§ Problem: For the entries below, report every line that includes the word "operation".

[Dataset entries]
──────
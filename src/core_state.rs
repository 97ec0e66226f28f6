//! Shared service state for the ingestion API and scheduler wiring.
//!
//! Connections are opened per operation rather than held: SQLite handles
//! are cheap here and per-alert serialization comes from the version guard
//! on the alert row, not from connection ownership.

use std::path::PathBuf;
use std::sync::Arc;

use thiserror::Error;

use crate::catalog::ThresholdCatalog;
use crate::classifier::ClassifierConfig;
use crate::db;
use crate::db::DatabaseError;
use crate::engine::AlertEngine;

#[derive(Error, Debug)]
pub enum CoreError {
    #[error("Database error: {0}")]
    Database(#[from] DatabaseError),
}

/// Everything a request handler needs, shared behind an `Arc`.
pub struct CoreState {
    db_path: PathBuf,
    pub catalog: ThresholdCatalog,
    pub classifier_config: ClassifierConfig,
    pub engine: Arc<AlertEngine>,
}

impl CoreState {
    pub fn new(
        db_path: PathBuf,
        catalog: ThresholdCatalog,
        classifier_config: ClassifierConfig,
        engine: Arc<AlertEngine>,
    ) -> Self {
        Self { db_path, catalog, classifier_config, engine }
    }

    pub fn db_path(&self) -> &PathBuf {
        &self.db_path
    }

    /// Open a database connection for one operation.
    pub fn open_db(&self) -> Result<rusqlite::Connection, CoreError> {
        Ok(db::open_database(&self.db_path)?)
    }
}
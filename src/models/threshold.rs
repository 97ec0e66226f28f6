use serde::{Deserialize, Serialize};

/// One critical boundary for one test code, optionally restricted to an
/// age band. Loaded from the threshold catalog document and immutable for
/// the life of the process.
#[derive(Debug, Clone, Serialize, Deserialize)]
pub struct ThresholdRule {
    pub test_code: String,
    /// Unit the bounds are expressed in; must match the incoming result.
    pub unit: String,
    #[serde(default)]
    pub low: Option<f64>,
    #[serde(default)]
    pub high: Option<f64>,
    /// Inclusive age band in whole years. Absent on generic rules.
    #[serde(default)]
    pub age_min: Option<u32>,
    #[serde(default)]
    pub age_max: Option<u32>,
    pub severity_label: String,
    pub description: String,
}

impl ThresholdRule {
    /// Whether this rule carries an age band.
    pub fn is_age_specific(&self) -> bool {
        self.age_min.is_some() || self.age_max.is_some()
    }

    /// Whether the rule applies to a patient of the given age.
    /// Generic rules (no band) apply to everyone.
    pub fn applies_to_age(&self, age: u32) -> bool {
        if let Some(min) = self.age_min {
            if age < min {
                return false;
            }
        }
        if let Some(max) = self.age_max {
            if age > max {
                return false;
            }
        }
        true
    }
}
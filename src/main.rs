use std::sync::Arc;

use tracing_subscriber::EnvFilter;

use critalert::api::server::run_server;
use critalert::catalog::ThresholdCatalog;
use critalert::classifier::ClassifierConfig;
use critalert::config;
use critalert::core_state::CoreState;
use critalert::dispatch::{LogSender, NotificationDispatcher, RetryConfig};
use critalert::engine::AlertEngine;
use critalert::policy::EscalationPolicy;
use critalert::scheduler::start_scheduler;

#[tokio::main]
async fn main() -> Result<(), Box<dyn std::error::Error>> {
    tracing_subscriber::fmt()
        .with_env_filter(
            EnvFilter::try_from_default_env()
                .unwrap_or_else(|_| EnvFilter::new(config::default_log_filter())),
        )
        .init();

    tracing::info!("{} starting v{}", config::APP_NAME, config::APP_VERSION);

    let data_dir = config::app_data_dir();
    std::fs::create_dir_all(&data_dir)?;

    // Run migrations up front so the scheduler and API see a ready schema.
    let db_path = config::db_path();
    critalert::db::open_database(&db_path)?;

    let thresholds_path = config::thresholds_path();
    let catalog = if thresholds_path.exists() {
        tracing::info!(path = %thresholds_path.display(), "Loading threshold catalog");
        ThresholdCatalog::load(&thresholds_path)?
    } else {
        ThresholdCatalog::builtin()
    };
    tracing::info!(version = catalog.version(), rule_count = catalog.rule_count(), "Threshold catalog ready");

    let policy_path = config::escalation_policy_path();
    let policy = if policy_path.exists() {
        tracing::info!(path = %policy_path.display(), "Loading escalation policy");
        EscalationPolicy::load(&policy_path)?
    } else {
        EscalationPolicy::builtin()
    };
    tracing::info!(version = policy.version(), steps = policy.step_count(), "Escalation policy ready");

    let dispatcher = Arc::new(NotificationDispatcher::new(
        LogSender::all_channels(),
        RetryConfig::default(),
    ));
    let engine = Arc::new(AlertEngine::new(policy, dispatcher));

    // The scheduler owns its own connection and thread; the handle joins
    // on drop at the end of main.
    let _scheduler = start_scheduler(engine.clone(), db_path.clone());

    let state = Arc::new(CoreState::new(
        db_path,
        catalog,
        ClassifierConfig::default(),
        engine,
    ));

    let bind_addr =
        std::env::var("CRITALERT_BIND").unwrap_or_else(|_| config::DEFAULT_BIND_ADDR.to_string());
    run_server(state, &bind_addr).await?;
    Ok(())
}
──────
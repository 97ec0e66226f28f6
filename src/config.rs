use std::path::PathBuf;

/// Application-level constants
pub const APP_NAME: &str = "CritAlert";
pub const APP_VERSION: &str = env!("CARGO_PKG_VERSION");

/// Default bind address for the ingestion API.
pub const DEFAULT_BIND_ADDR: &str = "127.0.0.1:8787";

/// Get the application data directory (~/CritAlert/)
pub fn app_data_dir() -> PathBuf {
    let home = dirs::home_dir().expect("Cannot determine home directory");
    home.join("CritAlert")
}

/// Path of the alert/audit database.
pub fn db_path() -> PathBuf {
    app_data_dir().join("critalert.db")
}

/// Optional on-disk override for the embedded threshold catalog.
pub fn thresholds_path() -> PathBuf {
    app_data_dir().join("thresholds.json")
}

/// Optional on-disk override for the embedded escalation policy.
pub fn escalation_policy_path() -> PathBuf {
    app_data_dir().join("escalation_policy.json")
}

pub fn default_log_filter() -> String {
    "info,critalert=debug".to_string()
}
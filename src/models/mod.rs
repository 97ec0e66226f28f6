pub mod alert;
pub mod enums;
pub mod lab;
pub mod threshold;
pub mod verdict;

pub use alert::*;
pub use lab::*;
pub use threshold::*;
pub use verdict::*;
──────
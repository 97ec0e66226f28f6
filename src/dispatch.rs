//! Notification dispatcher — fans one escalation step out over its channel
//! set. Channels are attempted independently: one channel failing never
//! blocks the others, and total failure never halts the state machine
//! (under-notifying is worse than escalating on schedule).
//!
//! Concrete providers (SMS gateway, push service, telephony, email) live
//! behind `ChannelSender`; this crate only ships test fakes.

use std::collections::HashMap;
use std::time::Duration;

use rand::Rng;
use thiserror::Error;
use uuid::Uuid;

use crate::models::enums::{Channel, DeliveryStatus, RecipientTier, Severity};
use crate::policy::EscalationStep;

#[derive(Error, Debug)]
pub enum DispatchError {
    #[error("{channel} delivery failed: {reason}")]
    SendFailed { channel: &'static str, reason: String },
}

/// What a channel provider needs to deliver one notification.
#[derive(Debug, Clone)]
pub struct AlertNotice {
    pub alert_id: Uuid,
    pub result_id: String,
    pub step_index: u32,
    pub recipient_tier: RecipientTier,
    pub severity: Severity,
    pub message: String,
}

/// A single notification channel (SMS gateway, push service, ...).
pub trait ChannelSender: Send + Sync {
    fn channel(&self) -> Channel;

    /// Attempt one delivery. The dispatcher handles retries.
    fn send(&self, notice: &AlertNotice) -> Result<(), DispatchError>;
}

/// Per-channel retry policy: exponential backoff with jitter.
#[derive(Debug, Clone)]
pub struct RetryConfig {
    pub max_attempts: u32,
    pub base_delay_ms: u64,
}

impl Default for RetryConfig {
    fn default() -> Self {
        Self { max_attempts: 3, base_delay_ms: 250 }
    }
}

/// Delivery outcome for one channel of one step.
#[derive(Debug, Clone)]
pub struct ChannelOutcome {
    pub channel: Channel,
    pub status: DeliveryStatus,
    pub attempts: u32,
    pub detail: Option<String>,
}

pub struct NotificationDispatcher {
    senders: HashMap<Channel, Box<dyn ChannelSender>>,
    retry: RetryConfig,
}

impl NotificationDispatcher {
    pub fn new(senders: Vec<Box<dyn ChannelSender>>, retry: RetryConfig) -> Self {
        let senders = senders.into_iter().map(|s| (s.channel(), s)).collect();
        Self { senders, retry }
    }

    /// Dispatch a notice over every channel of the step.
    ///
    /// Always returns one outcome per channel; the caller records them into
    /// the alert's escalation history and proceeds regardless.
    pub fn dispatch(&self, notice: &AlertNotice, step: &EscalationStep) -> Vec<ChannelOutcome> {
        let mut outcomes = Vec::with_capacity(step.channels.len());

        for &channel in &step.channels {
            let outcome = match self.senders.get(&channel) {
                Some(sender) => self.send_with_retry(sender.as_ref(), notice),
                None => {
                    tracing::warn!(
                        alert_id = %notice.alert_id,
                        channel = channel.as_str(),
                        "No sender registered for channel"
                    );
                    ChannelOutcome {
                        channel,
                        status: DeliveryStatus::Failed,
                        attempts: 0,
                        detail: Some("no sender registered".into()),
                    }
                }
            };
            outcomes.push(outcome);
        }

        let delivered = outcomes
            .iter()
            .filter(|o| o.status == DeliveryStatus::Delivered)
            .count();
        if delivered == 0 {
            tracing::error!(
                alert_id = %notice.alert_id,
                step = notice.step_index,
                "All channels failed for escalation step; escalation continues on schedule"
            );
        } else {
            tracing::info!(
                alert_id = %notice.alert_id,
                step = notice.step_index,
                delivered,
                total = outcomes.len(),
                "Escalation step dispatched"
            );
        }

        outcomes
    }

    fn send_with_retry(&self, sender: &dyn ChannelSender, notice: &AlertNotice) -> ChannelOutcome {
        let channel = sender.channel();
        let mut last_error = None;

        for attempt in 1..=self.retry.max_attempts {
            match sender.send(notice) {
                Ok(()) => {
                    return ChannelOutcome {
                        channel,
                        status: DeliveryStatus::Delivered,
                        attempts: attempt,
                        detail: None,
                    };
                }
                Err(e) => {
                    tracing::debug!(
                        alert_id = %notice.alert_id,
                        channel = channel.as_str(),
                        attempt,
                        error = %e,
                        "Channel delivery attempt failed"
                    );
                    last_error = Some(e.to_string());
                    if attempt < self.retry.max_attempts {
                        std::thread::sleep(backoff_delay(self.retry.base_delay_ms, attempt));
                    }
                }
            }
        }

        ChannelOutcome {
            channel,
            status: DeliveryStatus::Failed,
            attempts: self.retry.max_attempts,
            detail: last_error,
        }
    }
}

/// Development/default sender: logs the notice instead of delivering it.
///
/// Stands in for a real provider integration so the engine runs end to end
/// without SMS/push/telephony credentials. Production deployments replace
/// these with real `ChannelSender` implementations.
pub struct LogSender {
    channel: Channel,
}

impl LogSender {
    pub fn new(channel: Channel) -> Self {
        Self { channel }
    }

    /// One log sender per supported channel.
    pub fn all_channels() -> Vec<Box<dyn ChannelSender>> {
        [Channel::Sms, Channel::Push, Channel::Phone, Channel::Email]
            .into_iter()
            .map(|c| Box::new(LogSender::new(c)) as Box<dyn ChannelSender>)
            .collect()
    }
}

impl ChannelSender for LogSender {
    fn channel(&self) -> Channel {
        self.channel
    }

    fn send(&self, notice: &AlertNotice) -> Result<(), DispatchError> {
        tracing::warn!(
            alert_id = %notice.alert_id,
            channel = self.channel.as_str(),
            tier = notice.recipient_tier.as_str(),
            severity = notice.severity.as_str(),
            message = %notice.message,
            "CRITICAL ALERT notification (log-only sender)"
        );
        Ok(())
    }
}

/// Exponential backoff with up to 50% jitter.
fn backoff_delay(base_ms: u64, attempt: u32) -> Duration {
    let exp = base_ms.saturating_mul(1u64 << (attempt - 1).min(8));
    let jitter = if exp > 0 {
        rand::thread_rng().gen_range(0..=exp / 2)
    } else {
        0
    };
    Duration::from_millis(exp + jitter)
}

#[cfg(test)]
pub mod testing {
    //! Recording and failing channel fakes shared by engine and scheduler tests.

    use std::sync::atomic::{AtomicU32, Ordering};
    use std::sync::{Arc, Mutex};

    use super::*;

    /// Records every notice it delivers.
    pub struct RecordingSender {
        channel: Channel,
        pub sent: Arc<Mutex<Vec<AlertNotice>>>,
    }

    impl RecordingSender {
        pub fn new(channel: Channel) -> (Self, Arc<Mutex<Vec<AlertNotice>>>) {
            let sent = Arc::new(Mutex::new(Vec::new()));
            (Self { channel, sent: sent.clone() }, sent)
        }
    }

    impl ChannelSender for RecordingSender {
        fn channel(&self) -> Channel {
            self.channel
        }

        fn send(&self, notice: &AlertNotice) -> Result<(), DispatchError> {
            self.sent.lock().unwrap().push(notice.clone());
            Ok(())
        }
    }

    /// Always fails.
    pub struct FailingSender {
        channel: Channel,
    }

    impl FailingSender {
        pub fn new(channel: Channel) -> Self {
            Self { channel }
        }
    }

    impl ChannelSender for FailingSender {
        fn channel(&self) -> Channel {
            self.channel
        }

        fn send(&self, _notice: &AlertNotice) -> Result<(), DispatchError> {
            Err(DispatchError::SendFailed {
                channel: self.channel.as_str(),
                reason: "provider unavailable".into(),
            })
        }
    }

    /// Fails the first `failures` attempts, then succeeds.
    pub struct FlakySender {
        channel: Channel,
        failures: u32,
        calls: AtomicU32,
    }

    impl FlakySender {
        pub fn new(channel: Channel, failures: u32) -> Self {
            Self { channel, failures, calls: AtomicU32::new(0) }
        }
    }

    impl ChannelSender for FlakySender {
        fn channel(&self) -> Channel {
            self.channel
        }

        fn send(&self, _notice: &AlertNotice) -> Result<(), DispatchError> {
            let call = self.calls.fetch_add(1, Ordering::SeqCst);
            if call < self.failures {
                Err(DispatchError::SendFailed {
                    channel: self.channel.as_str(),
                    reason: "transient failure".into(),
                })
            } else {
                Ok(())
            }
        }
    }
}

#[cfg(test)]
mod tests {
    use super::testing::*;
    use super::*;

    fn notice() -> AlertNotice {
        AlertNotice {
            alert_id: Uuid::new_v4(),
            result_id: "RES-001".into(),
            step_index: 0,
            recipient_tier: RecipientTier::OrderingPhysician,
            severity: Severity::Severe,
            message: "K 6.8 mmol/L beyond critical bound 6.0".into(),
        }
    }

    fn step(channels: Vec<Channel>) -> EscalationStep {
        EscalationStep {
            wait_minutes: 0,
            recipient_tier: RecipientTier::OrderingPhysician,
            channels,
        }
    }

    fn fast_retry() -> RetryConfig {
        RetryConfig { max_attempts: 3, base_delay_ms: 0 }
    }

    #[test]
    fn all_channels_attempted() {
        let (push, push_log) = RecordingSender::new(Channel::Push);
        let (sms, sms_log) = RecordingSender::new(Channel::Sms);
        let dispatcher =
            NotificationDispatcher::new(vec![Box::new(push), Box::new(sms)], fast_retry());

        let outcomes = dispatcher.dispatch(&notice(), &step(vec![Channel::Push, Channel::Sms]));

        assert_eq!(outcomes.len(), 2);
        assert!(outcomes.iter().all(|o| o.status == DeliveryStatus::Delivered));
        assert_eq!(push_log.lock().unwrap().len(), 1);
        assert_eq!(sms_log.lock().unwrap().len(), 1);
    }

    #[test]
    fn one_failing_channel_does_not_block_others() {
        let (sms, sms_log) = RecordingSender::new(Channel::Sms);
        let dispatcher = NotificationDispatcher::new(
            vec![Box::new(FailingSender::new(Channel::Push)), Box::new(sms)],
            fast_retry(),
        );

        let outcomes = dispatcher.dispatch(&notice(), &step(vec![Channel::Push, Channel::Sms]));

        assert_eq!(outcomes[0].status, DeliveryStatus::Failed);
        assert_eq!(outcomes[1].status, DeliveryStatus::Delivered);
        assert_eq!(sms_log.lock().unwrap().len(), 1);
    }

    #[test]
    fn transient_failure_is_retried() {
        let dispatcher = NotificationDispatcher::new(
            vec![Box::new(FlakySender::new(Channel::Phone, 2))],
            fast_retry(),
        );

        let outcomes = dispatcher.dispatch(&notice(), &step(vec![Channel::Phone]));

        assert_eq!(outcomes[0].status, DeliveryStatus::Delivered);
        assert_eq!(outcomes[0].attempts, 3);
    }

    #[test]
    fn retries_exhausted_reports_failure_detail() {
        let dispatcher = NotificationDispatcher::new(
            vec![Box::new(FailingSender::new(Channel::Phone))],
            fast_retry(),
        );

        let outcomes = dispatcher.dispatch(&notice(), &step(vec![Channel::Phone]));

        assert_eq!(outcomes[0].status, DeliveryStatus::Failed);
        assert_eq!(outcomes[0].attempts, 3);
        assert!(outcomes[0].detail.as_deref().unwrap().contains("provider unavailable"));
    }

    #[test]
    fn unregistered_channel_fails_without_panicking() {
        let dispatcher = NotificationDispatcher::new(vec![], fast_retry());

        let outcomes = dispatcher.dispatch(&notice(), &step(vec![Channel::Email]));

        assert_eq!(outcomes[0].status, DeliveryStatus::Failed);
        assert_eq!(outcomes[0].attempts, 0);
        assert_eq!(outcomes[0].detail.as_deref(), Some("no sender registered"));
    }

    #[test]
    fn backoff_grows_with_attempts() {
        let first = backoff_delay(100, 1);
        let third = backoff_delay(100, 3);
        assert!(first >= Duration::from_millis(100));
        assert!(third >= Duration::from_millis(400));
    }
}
──────
§ Task result:
//! Connections are opened per operation rather than held: SQLite handles
    /// Open a database connection for one operation.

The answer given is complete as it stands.